In conclusion, the study results confirm the impressive reduction in prevalence of overt and occult HBV infection in Taiwan after the introduction of universal vaccination for newborns and catch-up immunization in older children after 1986. The emergence of confirmed VEMs such as sG145R does require increased surveillance, especially in highly populated countries, endemic for HBV, and involved in mass vaccination. However, in view of the doubts regarding the clinical significance of the observed mutants and their linkage to vaccination, agreement must be reached regarding an international consensus definition of VEMs. Information reported3, 4, 5, 15, 16, 17 will be a good starting point for such a dialogue. Achieving a consensus requires the development of validated assays for evaluating the infectivity and clinical significance of the individual variants claimed to be VEMs. Based on the evidence provided in the report of Lai et al, it is the opinion of these authors that it is premature to call the situation in Taiwan alarming. Meanwhile, efforts must continue to increase the vaccine coverage rates among newborns in endemic countries and enforcement of the 3-dose vaccine schedule.

Back to Article Outline
Key Concepts


•Current vaccination programs for hepatitis B remain highly effective in reducing the burden of HBV and ongoing transmission in high prevalence areas such as the Far East, especially in the first 2 decades of life.

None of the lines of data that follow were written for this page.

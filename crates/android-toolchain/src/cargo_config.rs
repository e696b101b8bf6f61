//! Project cargo configuration
//! 
//! Reads the `[target.<triple>] linker = "..."` declaration from a project's
//! `.cargo/config.toml`. Reading is best-effort: a missing file, a missing
//! section or an unparsable file all yield no linker.

use std::path::{Path, PathBuf};

use tracing::{debug, warn};

use crate::target::TargetTriple;

/// Config files cargo consults, in precedence order
const CONFIG_FILES: &[&str] = &["config.toml", "config"];

/// Locate the project's cargo config file, if any
pub fn find_config_file(project_dir: &Path) -> Option<PathBuf> {
    let cargo_dir = project_dir.join(".cargo");
    CONFIG_FILES
        .iter()
        .map(|name| cargo_dir.join(name))
        .find(|path| path.is_file())
}

/// Linker configured for `target` in the project's cargo config
pub fn configured_linker(project_dir: &Path, target: TargetTriple) -> Option<String> {
    let path = find_config_file(project_dir)?;

    let content = match std::fs::read_to_string(&path) {
        Ok(content) => content,
        Err(e) => {
            warn!("Could not read {:?}: {}", path, e);
            return None;
        }
    };

    let linker = linker_from_toml(&content, target);
    if linker.is_none() && content.contains("[target") {
        debug!("No linker for {} in {:?}", target, path);
    }
    linker
}

/// Extract `target.<triple>.linker` from config text
pub fn linker_from_toml(content: &str, target: TargetTriple) -> Option<String> {
    let value: toml::Value = match toml::from_str(content) {
        Ok(value) => value,
        Err(e) => {
            warn!("Ignoring malformed cargo config: {}", e);
            return None;
        }
    };

    value
        .get("target")?
        .get(target.as_str())?
        .get("linker")?
        .as_str()
        .map(str::trim)
        .filter(|linker| !linker.is_empty())
        .map(str::to_string)
}
//! Check Runner
//!
//! Runs `cargo check --target <triple>` with combined output captured to a
//! scratch log, and diagnoses that log when the check fails. The log is a
//! `NamedTempFile`, so it is removed on every exit path.

use std::path::{Path, PathBuf};
use std::process::Stdio;

use tokio::process::Command;
use tracing::{info, warn};

use droid_preflight_core::Findings;
use droid_preflight_toolchain::{HostEnv, TargetTriple};

use crate::diagnose::{DiagnosisContext, DiagnosticEngine};
use crate::BuildError;

/// Lines of a failed log echoed to the log stream
const TAIL_LINES: usize = 20;

/// Result of one check run
#[derive(Debug, Clone, PartialEq, Eq)]
pub struct CheckOutcome {
    /// Command line that was run
    pub command: String,
    /// Exit code; `None` when killed by a signal
    pub exit_code: Option<i32>,
    pub success: bool,
    /// Failure signatures matched in the captured log
    pub matched_rules: usize,
}

/// Runs the build check for one target
pub struct CheckRunner<'a> {
    cargo: PathBuf,
    target: TargetTriple,
    project_dir: PathBuf,
    env: &'a HostEnv,
    log_dir: Option<PathBuf>,
}

impl<'a> CheckRunner<'a> {
    pub fn new(cargo: PathBuf, target: TargetTriple, project_dir: impl Into<PathBuf>, env: &'a HostEnv) -> Self {
        Self {
            cargo,
            target,
            project_dir: project_dir.into(),
            env,
            log_dir: None,
        }
    }

    /// Create the scratch log in `dir` instead of the system temp dir
    pub fn with_log_dir(mut self, dir: impl Into<PathBuf>) -> Self {
        self.log_dir = Some(dir.into());
        self
    }

    fn args(&self) -> [&'static str; 3] {
        ["check", "--target", self.target.as_str()]
    }

    /// Command line as shown to the operator
    pub fn command_line(&self) -> String {
        format!("cargo {}", self.args().join(" "))
    }

    /// Run the check; on failure, diagnose the captured output into `findings`
    pub async fn run(
        &self,
        engine: &DiagnosticEngine,
        ctx: &DiagnosisContext<'_>,
        findings: &mut Findings,
    ) -> Result<CheckOutcome, BuildError> {
        let mut builder = tempfile::Builder::new();
        builder.prefix("droid-preflight-check-").suffix(".log");
        let log = match self.log_dir {
            Some(ref dir) => builder.tempfile_in(dir)?,
            None => builder.tempfile()?,
        };
        let stdout = log.as_file().try_clone()?;
        let stderr = log.as_file().try_clone()?;

        info!("Running: {} (in {:?})", self.command_line(), self.project_dir);

        let status = Command::new(&self.cargo)
            .args(self.args())
            .current_dir(&self.project_dir)
            .env_clear()
            .envs(self.env.vars())
            .stdin(Stdio::null())
            .stdout(Stdio::from(stdout))
            .stderr(Stdio::from(stderr))
            .status()
            .await?;

        let mut outcome = CheckOutcome {
            command: self.command_line(),
            exit_code: status.code(),
            success: status.success(),
            matched_rules: 0,
        };

        if outcome.success {
            info!("Check passed for {}", self.target);
            return Ok(outcome);
        }

        warn!("Check failed for {} (exit code {:?})", self.target, outcome.exit_code);
        log_tail(log.path());
        outcome.matched_rules = engine.diagnose_file(log.path(), ctx, findings)?;
        Ok(outcome)
    }
}

fn log_tail(path: &Path) {
    let Ok(bytes) = std::fs::read(path) else {
        return;
    };
    let content = String::from_utf8_lossy(&bytes);
    let lines: Vec<&str> = content.lines().collect();
    let start = lines.len().saturating_sub(TAIL_LINES);
    for line in &lines[start..] {
        warn!("  | {}", line);
    }
}

#[cfg(all(test, unix))]
mod tests {
    use super::*;
    use droid_preflight_toolchain::ResolvedMode;
    use std::os::unix::fs::PermissionsExt;

    fn fake_cargo(dir: &Path, name: &str, script: &str) -> PathBuf {
        let path = dir.join(name);
        std::fs::write(&path, script).unwrap();
        std::fs::set_permissions(&path, std::fs::Permissions::from_mode(0o755)).unwrap();
        path
    }

    fn is_empty(dir: &Path) -> bool {
        std::fs::read_dir(dir).unwrap().next().is_none()
    }

    // All spawning stays in one test: writing and exec'ing scripts from
    // parallel tests can hit ETXTBSY.
    #[tokio::test]
    async fn test_check_runs_and_cleans_up() {
        let dir = tempfile::tempdir().unwrap();
        let logs = tempfile::tempdir().unwrap();
        let env = HostEnv::from_pairs([("PATH", "/usr/bin:/bin")]);
        let engine = DiagnosticEngine::new().unwrap();
        let ctx = DiagnosisContext {
            target: TargetTriple::Aarch64,
            mode: ResolvedMode::CrossFromHost,
            env: &env,
        };

        // failing check: output is diagnosed, scratch log removed
        let failing = fake_cargo(
            dir.path(),
            "failing-cargo",
            "#!/bin/sh\necho \"error: linker \\`cc\\` not found\" >&2\necho \"checked $3\"\nexit 101\n",
        );
        let runner = CheckRunner::new(failing, TargetTriple::Aarch64, dir.path(), &env).with_log_dir(logs.path());
        assert_eq!(runner.command_line(), "cargo check --target aarch64-linux-android");

        let mut findings = Findings::new();
        let outcome = runner.run(&engine, &ctx, &mut findings).await.unwrap();

        assert!(!outcome.success);
        assert_eq!(outcome.exit_code, Some(101));
        assert_eq!(outcome.matched_rules, 1);
        assert_eq!(findings.detections().len(), 1);
        assert!(is_empty(logs.path()));

        // passing check: no diagnosis even if the output looks like a failure
        let passing = fake_cargo(
            dir.path(),
            "passing-cargo",
            "#!/bin/sh\necho \"error: linker \\`cc\\` not found\"\nexit 0\n",
        );
        let mut findings = Findings::new();
        let outcome = CheckRunner::new(passing, TargetTriple::Aarch64, dir.path(), &env)
            .with_log_dir(logs.path())
            .run(&engine, &ctx, &mut findings)
            .await
            .unwrap();

        assert!(outcome.success);
        assert_eq!(outcome.matched_rules, 0);
        assert!(findings.is_empty());
        assert!(is_empty(logs.path()));

        // killed by a signal: no exit code, still a failure
        let killed = fake_cargo(dir.path(), "killed-cargo", "#!/bin/sh\necho partial\nkill -9 $$\n");
        let mut findings = Findings::new();
        let outcome = CheckRunner::new(killed, TargetTriple::Aarch64, dir.path(), &env)
            .with_log_dir(logs.path())
            .run(&engine, &ctx, &mut findings)
            .await
            .unwrap();

        assert!(!outcome.success);
        assert_eq!(outcome.exit_code, None);
        assert_eq!(outcome.matched_rules, 0);
        assert!(is_empty(logs.path()));

        // cargo cannot be spawned: error, scratch log removed
        let mut findings = Findings::new();
        let err = CheckRunner::new(dir.path().join("no-such-cargo"), TargetTriple::Aarch64, dir.path(), &env)
            .with_log_dir(logs.path())
            .run(&engine, &ctx, &mut findings)
            .await
            .unwrap_err();

        assert!(matches!(err, BuildError::Io(_)));
        assert!(findings.is_empty());
        assert!(is_empty(logs.path()));

        // log vanishes before diagnosis: error, nothing left behind
        if cfg!(target_os = "linux") {
            let vanishing = fake_cargo(
                dir.path(),
                "vanishing-cargo",
                "#!/bin/sh\nrm \"$(readlink /proc/$$/fd/1)\"\nexit 1\n",
            );
            let mut findings = Findings::new();
            let err = CheckRunner::new(vanishing, TargetTriple::Aarch64, dir.path(), &env)
                .with_log_dir(logs.path())
                .run(&engine, &ctx, &mut findings)
                .await
                .unwrap_err();

            assert!(matches!(err, BuildError::LogNotFound(_)));
            assert!(is_empty(logs.path()));
        }
    }
}
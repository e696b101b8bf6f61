//! Preflight checks
//! 
//! Judges a resolved linker chain against the expectations of the resolved
//! mode, verifies the effective linker can be executed, and confirms the
//! base Rust toolchain plus the target's standard library are installed.

use std::path::{Path, PathBuf};

use tokio::process::Command;
use tracing::{debug, info};

use droid_preflight_core::{Findings, PreflightError, Result};

use crate::detector::{EnvironmentClass, ToolLocator};
use crate::env::{shell_export, shell_unset, HostEnv};
use crate::ndk;
use crate::overrides::LinkerChain;
use crate::target::{ResolvedMode, TargetTriple, DEFAULT_WRAPPER_API, FALLBACK_COMPILER};

/// Toolchain manager command
pub const RUSTUP: &str = "rustup";

/// Build driver command
pub const CARGO: &str = "cargo";

/// Located base toolchain
#[derive(Debug, Clone)]
pub struct ToolchainStatus {
    pub rustup: PathBuf,
    pub cargo: PathBuf,
}

/// Checks for one resolved target/mode pair
pub struct PreflightChecks<'a> {
    target: TargetTriple,
    mode: ResolvedMode,
    class: EnvironmentClass,
    env: &'a HostEnv,
    chain: &'a LinkerChain,
    locator: ToolLocator<'a>,
    probe_tools: bool,
}

impl<'a> PreflightChecks<'a> {
    pub fn new(
        target: TargetTriple,
        mode: ResolvedMode,
        class: EnvironmentClass,
        env: &'a HostEnv,
        chain: &'a LinkerChain,
        project_dir: &Path,
    ) -> Self {
        Self {
            target,
            mode,
            class,
            env,
            chain,
            locator: ToolLocator::new(env, project_dir),
            probe_tools: true,
        }
    }

    /// Skip executable lookups (diagnosing a log captured elsewhere)
    pub fn without_tool_probes(mut self) -> Self {
        self.probe_tools = false;
        self
    }

    /// Missing tools are fatal only when building natively inside Termux
    fn is_strict(&self) -> bool {
        self.mode == ResolvedMode::NativeInPlace && self.class.is_constrained()
    }

    /// Mode expectations plus effective linker reachability
    pub fn check_configuration(&self, findings: &mut Findings) -> Result<()> {
        match self.mode {
            ResolvedMode::NativeInPlace => self.check_native(findings)?,
            ResolvedMode::CrossFromHost => self.check_cross(findings),
        }

        // Native runs with the plain compiler already checked it above
        let already_checked =
            self.mode == ResolvedMode::NativeInPlace && self.chain.effective_linker == FALLBACK_COMPILER;
        if self.probe_tools && !already_checked {
            self.check_effective_linker(findings)?;
        }
        Ok(())
    }

    fn check_native(&self, findings: &mut Findings) -> Result<()> {
        let overrides = [
            (self.target.linker_env_var(), self.chain.cargo_linker_env.as_deref()),
            (self.target.cc_env_var(), self.chain.cc_env.as_deref()),
        ];
        for (var, value) in overrides {
            if let Some(value) = value.filter(|v| *v != FALLBACK_COMPILER) {
                findings.warn(format!(
                    "{} is set to '{}'; native-in-place builds expect it unset or '{}'",
                    var, value, FALLBACK_COMPILER
                ));
                findings.suggest(shell_unset(&var));
            }
        }

        if let Some(linker) = self.chain.configured_linker.as_deref().filter(|v| *v != FALLBACK_COMPILER) {
            findings.warn(format!(
                "[target.{}] linker = '{}' in the project config; native-in-place builds expect '{}'",
                self.target, linker, FALLBACK_COMPILER
            ));
        }

        if self.probe_tools && self.locator.find(FALLBACK_COMPILER).is_none() {
            let message = format!("`{}` was not found on PATH", FALLBACK_COMPILER);
            if self.is_strict() {
                return Err(PreflightError::ToolNotExecutable(format!(
                    "{}; {}",
                    message,
                    ndk::install_compiler_hint()
                )));
            }
            findings.warn(format!(
                "{} (expected outside Termux; native builds need it on the device)",
                message
            ));
        }
        Ok(())
    }

    fn check_cross(&self, findings: &mut Findings) {
        let linker_var = self.target.linker_env_var();
        let cc_var = self.target.cc_env_var();

        match self.chain.cargo_linker_env {
            None => {
                findings.warn(format!(
                    "{} is not set; cross-from-host builds should point it at the NDK wrapper `{}`",
                    linker_var,
                    self.target.wrapper_filename(DEFAULT_WRAPPER_API)
                ));
                findings.suggest_all(ndk::linker_remediation(self.target, self.mode, self.env));
            }
            Some(ref linker) if self.chain.cc_env.is_none() => {
                findings.warn(format!(
                    "{} is set but {} is not; native-library build scripts may pick a different compiler than the linker",
                    linker_var, cc_var
                ));
                findings.suggest(shell_export(&cc_var, linker));
            }
            Some(_) => {}
        }
    }

    fn check_effective_linker(&self, findings: &mut Findings) -> Result<()> {
        let linker = &self.chain.effective_linker;
        match self.locator.resolve(linker) {
            Some(path) => debug!("Effective linker resolves to {:?}", path),
            None => {
                let message = format!("effective linker '{}' is not an executable on this host", linker);
                if self.is_strict() {
                    return Err(PreflightError::ToolNotExecutable(message));
                }
                findings.warn(message);
            }
        }
        Ok(())
    }

    /// Locate rustup and cargo, and confirm the target's std is installed
    pub async fn check_toolchain(&self) -> Result<ToolchainStatus> {
        let rustup = self.require(RUSTUP, "Install rustup from https://rustup.rs")?;
        let cargo = self.require(CARGO, "Install a Rust toolchain with `rustup default stable`")?;

        let installed = installed_targets(&rustup, self.env).await?;
        if !installed.iter().any(|t| t == self.target.as_str()) {
            return Err(PreflightError::MissingDependency {
                what: format!("Rust standard library for {}", self.target),
                hint: format!("Run `{}`", ndk::install_target_command(self.target)),
            });
        }

        info!("Toolchain ready for {}", self.target);
        Ok(ToolchainStatus { rustup, cargo })
    }

    fn require(&self, command: &str, hint: &str) -> Result<PathBuf> {
        self.locator.find(command).ok_or_else(|| PreflightError::MissingDependency {
            what: format!("`{}` not found on PATH", command),
            hint: hint.to_string(),
        })
    }
}

/// Targets reported by `rustup target list --installed`
pub async fn installed_targets(rustup: &Path, env: &HostEnv) -> Result<Vec<String>> {
    let output = Command::new(rustup)
        .args(["target", "list", "--installed"])
        .env_clear()
        .envs(env.vars())
        .output()
        .await?;

    if !output.status.success() {
        let stderr = String::from_utf8_lossy(&output.stderr);
        return Err(PreflightError::MissingDependency {
            what: "installed Rust targets could not be listed".into(),
            hint: format!("`rustup target list --installed` failed: {}", stderr.trim()),
        });
    }

    Ok(String::from_utf8_lossy(&output.stdout)
        .lines()
        .map(|line| line.trim().to_string())
        .filter(|line| !line.is_empty())
        .collect())
}
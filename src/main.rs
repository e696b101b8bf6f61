//! droid-preflight command-line entry point

use std::process::ExitCode;

use anyhow::{Context, Result};
use clap::Parser;
use tracing::error;
use tracing_subscriber::{EnvFilter, FmtSubscriber};

use droid_preflight::cli::{recover_options, usage_error_report, Cli};
use droid_preflight::core::PreflightOptions;
use droid_preflight::toolchain::HostEnv;
use droid_preflight::{write_report, PreflightCommand, RunReport};

#[tokio::main(flavor = "current_thread")]
async fn main() -> ExitCode {
    if let Err(e) = init_tracing() {
        eprintln!("{:#}", e);
    }

    let env = HostEnv::capture();

    let (options, report) = match Cli::try_parse() {
        Ok(cli) => {
            let command = PreflightCommand::new(PreflightOptions::from(cli), env);
            let report = command.execute().await;
            (command.options().clone(), report)
        }
        // --help and --version are not failures
        Err(e) if !e.use_stderr() => {
            let _ = e.print();
            return ExitCode::SUCCESS;
        }
        Err(e) => {
            let _ = e.print();
            let options = recover_options(std::env::args_os(), &env);
            let report = usage_error_report(&options, &e);
            (options, report)
        }
    };

    print!("{}", report.summary());

    let mut exit_code = report.exit_code;
    if let Err(e) = emit_report(&report, &options) {
        error!("{:#}", e);
        eprintln!("error: {:#}", e);
        exit_code = 1;
    }

    ExitCode::from(exit_code.clamp(0, 255) as u8)
}

fn init_tracing() -> Result<()> {
    let filter = EnvFilter::try_from_default_env().unwrap_or_else(|_| EnvFilter::new("warn"));
    let subscriber = FmtSubscriber::builder()
        .with_env_filter(filter)
        .with_target(false)
        .with_writer(std::io::stderr)
        .finish();

    tracing::subscriber::set_global_default(subscriber).context("Failed to set tracing subscriber")
}

fn emit_report(report: &RunReport, options: &PreflightOptions) -> Result<()> {
    let Some(ref path) = options.report_output else {
        return Ok(());
    };
    write_report(report, path).with_context(|| format!("Failed to write report to {}", path.display()))
}
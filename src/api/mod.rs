//! Bridge HTTP Surface
//!
//! HTTP and WebSocket share one listener, built with Axum.
//!
//! # Endpoints
//!
//! ## Stream
//! - `GET /` - WebSocket upgrade; plain requests get the liveness text
//! - `GET /ws` - Same as `/`
//!
//! ## Health
//! - `GET /health/live` - Liveness probe
//! - `GET /health` - Full health status
//!
//! Any other path answers with the plain-text liveness response.
//!
//! # Example
//!
//! ```rust,ignore
//! use sensor_bridge::api::{serve, AppState};
//! use sensor_bridge::config::ServerConfig;
//!
//! #[tokio::main]
//! async fn main() -> Result<(), Box<dyn std::error::Error>> {
//!     serve(AppState::default(), &ServerConfig::default()).await?;
//!     Ok(())
//! }
//! ```

pub mod error;
pub mod routes;
pub mod state;

pub use error::{ApiError, ApiResult};
pub use state::AppState;

use axum::{routing::get, Router};
use std::future::Future;
use std::sync::Arc;
use tokio::net::TcpListener;
use tower_http::trace::TraceLayer;

use crate::config::ServerConfig;
use crate::websocket::stream_handler;

/// Build the router with all routes and middleware
pub fn build_router(state: AppState) -> Router {
    let health_routes = Router::new()
        .route("/live", get(routes::health::liveness))
        .route("/", get(routes::health::full_health));

    // Create shared state
    let shared_state = Arc::new(state);

    Router::new()
        .route("/", get(stream_handler))
        .route("/ws", get(stream_handler))
        .nest("/health", health_routes)
        .fallback(routes::health::plain_liveness)
        .layer(TraceLayer::new_for_http())
        .with_state(shared_state)
}

/// Bind the listener; failure here is fatal
pub async fn bind(config: &ServerConfig) -> ApiResult<TcpListener> {
    let addr = config.addr();
    TcpListener::bind(&addr)
        .await
        .map_err(|source| ApiError::Bind { addr, source })
}

/// Start the server and run until SIGINT/SIGTERM
pub async fn serve(state: AppState, config: &ServerConfig) -> ApiResult<()> {
    let listener = bind(config).await?;
    serve_on(listener, state, shutdown_signal()).await
}

/// Serve on an already bound listener until `shutdown` resolves
///
/// On shutdown every stream client is closed before the server stops.
pub async fn serve_on<F>(listener: TcpListener, state: AppState, shutdown: F) -> ApiResult<()>
where
    F: Future<Output = ()> + Send + 'static,
{
    let hub = Arc::clone(&state.hub);
    let router = build_router(state);

    if let Ok(addr) = listener.local_addr() {
        tracing::info!("HTTP server listening on http://{}", addr);
        tracing::info!("WebSocket stream available on ws://{}", addr);
    }

    axum::serve(listener, router)
        .with_graceful_shutdown(async move {
            shutdown.await;
            hub.close_all().await;
        })
        .await?;

    tracing::info!("Bridge server shut down gracefully");
    Ok(())
}

/// Wait for shutdown signal
pub async fn shutdown_signal() {
    let ctrl_c = async {
        if let Err(e) = tokio::signal::ctrl_c().await {
            tracing::error!(error = %e, "Failed to install Ctrl+C handler");
            std::future::pending::<()>().await;
        }
    };

    #[cfg(unix)]
    let terminate = async {
        match tokio::signal::unix::signal(tokio::signal::unix::SignalKind::terminate()) {
            Ok(mut signal) => {
                signal.recv().await;
            }
            Err(e) => {
                tracing::error!(error = %e, "Failed to install SIGTERM handler");
                std::future::pending::<()>().await;
            }
        }
    };

    #[cfg(not(unix))]
    let terminate = std::future::pending::<()>();

    tokio::select! {
        _ = ctrl_c => {},
        _ = terminate => {},
    }

    tracing::info!("Shutdown signal received, closing clients");
}
//! Watch client
//!
//! Connects to the bridge's stream endpoint and turns frames into
//! `WatchEvent`s. Reconnects on a fixed delay after any disconnect, the
//! same way the browser dashboard does.

use futures_util::{SinkExt, StreamExt};
use std::ops::ControlFlow;
use std::time::Duration;
use thiserror::Error;
use tokio_tungstenite::{connect_async, tungstenite::Message};

use crate::reading::Reading;
use crate::websocket::{ClientMessage, Command, Envelope};

/// Delay between reconnect attempts
pub const DEFAULT_RECONNECT_DELAY: Duration = Duration::from_secs(3);

/// Something the watcher observed
#[derive(Debug, Clone, PartialEq)]
pub enum WatchEvent {
    /// Welcome envelope received
    Connected { message: String },
    /// A reading arrived
    Reading(Reading),
    /// The connection ended; a reconnect follows
    Disconnected { reason: String },
}

/// Errors from a single watch session
#[derive(Debug, Error)]
pub enum WatchError {
    #[error("WebSocket error: {0}")]
    WebSocket(#[from] tokio_tungstenite::tungstenite::Error),

    #[error("Failed to encode command: {0}")]
    Encode(#[from] serde_json::Error),
}

/// Stream endpoint client
#[derive(Debug, Clone)]
pub struct WatchClient {
    url: String,
    reconnect_delay: Duration,
    command: Option<Command>,
}

impl WatchClient {
    pub fn new(url: impl Into<String>) -> Self {
        Self {
            url: url.into(),
            reconnect_delay: DEFAULT_RECONNECT_DELAY,
            command: None,
        }
    }

    /// Builder method: reconnect delay
    pub fn reconnect_delay(mut self, delay: Duration) -> Self {
        self.reconnect_delay = delay;
        self
    }

    /// Builder method: command sent after every connect
    pub fn command(mut self, command: Command) -> Self {
        self.command = Some(command);
        self
    }

    pub fn url(&self) -> &str {
        &self.url
    }

    /// Watch until `on_event` breaks, reconnecting forever otherwise
    pub async fn run<F>(&self, mut on_event: F)
    where
        F: FnMut(WatchEvent) -> ControlFlow<()>,
    {
        loop {
            let reason = match self.session(&mut on_event).await {
                Ok(ControlFlow::Break(())) => return,
                Ok(ControlFlow::Continue(())) => "connection closed".to_string(),
                Err(e) => e.to_string(),
            };

            if on_event(WatchEvent::Disconnected { reason }).is_break() {
                return;
            }
            tokio::time::sleep(self.reconnect_delay).await;
        }
    }

    /// One connection, start to close
    pub async fn session<F>(&self, on_event: &mut F) -> Result<ControlFlow<()>, WatchError>
    where
        F: FnMut(WatchEvent) -> ControlFlow<()>,
    {
        let (mut ws, _response) = connect_async(self.url.as_str()).await?;
        tracing::debug!(url = %self.url, "Connected to bridge");

        if let Some(command) = &self.command {
            let text = serde_json::to_string(&ClientMessage::Command(command.clone()))?;
            ws.send(Message::text(text)).await?;
        }

        while let Some(message) = ws.next().await {
            let event = match message? {
                Message::Text(text) => match parse_frame(text.as_str()) {
                    Some(event) => event,
                    None => continue,
                },
                Message::Close(_) => break,
                _ => continue,
            };

            if on_event(event).is_break() {
                let _ = ws.close(None).await;
                return Ok(ControlFlow::Break(()));
            }
        }

        Ok(ControlFlow::Continue(()))
    }
}

/// Map a server frame to an event; unknown frames are skipped
pub fn parse_frame(text: &str) -> Option<WatchEvent> {
    match serde_json::from_str::<Envelope>(text) {
        Ok(Envelope::Connection { message }) => Some(WatchEvent::Connected { message }),
        Ok(Envelope::SensorData { data }) => Some(WatchEvent::Reading(data)),
        Err(e) => {
            tracing::debug!(error = %e, "Skipping unrecognized frame");
            None
        }
    }
}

•As more and more countries engage in evaluation of their HBV universal vaccination programs, it will be essential to map the molecular epidemiology of wild-type as well as variant HBV strains.

•In this context, there is a need to establish an international consensus regarding the definition and evaluation of claimed, as well as confirmed vaccine escape variants and their public health implications.

•Recent evidence suggests that HBV vaccine-induced anti-HBs levels are waning in immunized persons entering into young adulthood who participated in universal immunization programs.

•Linked to these waning anti-HBs levels may be the risk of transmission of HBV in situations associated with high-risk exposure to HBV, that is, via young adult behavior such as unprotected sexual intercourse and/or injecting drug use or in healthcare workers engaged in exposure prone procedures. Consequently, guidelines regarding administration of booster vaccination may have to be reevaluated.